British glass merchant

Jules Amand Antoine Wuidart (1849–1932) was a Belgian-born British glass merchant and manufacturer.

==Career==
In 1869, he founded the firm J. Wuidart & Co, at 26&28 Bartletts Buildings, Holborn Circus, London EC4.

In 1930, Wuidart commissioned James Powell and Sons (Whitefriars Glass) to manufacture the Wealdstone Range of vases and light fittings, designed by Barnaby Powell, and by 1932 had become the sole sellers of this range (originally with Elfverson & Co.)

J. Wuidart & Co continued at least until the 1950s, producing glassware themselves and importing glass from Orrefors, with Ronald Stennett Wilson working for them before setting up in his own right in King's Lynn.

==Personal life==
He was married to Agnes Reuleaux (1855–1923), from Germany.

In 1901, they were living at 41 Compayne Gardens, South Hampstead, London. Their daughter Jenny and son-in-law William Monk lived in the same street.
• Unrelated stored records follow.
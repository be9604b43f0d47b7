//! Synthetic route fixtures.
//!
//! # Data Flow
//! ```text
//! scale factor N + namespace list
//!     → resource.rs (N hashed resource tokens)
//!     → request.rs (5 requests per namespace x resource, fixed order)
//!     → table.rs (same pairs as registration patterns per router syntax)
//!     → Fixture (immutable, replayed by the harness)
//! ```
//!
//! # Design Decisions
//! - Fully deterministic: no randomness, same N always yields same sequence
//! - Resource tokens are SHA-1 hex digests, fixed length and URL-safe
//! - Requests are built once; the timed loop only clones method and URI

pub mod request;
pub mod resource;
pub mod table;

use thiserror::Error;

pub use request::{Fixture, RouteRequest, RouteVariant, DEFAULT_MEMBER_ID, SIMPLE_PATH};
pub use resource::{resource_names, resource_token};
pub use table::{ParamSyntax, RouteEntry, RouteTable};

/// Namespaces used when none are configured.
pub const DEFAULT_NAMESPACES: [&str; 3] = ["admin", "api", "site"];

/// Number of requests generated per namespace x resource pair.
pub const REQUESTS_PER_RESOURCE: usize = RouteVariant::ALL.len();

/// Errors raised while building a fixture from caller-supplied names.
#[derive(Debug, Error)]
pub enum FixtureError {
    /// Name is empty or contains characters outside a single path segment.
    #[error("invalid path segment {0:?}")]
    InvalidSegment(String),

    /// Assembled path was rejected by the URI parser.
    #[error("invalid request uri: {0}")]
    InvalidUri(#[from] axum::http::uri::InvalidUri),
}

/// Returns true if `segment` can be used verbatim as one URL path segment.
///
/// Only RFC 3986 unreserved characters are accepted, so the segment never
/// collides with any router's parameter or wildcard syntax.
pub fn is_path_segment(segment: &str) -> bool {
    !segment.is_empty()
        && segment
            .bytes()
            .all(|b| b.is_ascii_alphanumeric() || matches!(b, b'-' | b'.' | b'_' | b'~'))
}

/// Number of requests a fixture with `namespaces` and `scale` resources holds.
pub fn request_count(namespaces: usize, scale: usize) -> usize {
    namespaces * scale * REQUESTS_PER_RESOURCE
}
In 1903, William and Jenny moved to Amersham, and around the same time, the Wuidarts moved to neighbouring Chesham Bois, where they had a large house, The Grange, built on the Chesham road, overlooking Bois Common.

Their son Jules Reuleaux Wuidart (1879–1965) was also a glass merchant.

Their daughter Jenny Agnes Wuidart (1879–?), married the artist William Monk in 1901.

Their daughter Johanna Wuidart married merchant Carl Eduard Alfred Vogel (1869–1937), and they had three children.

Their daughter Maria Carola Wuidart (1889–1987) never married and continued to live at The Grange until her death in 1987.

Jules Wuidart died on 20 July 1932 at their home, The Grange, in Chesham Bois, Amersham, Buckinghamshire, leaving effects valued at £13,270, and his executors were Jules Reuleaux Wuidart and Carl Eduard Alfred Vogel, merchants.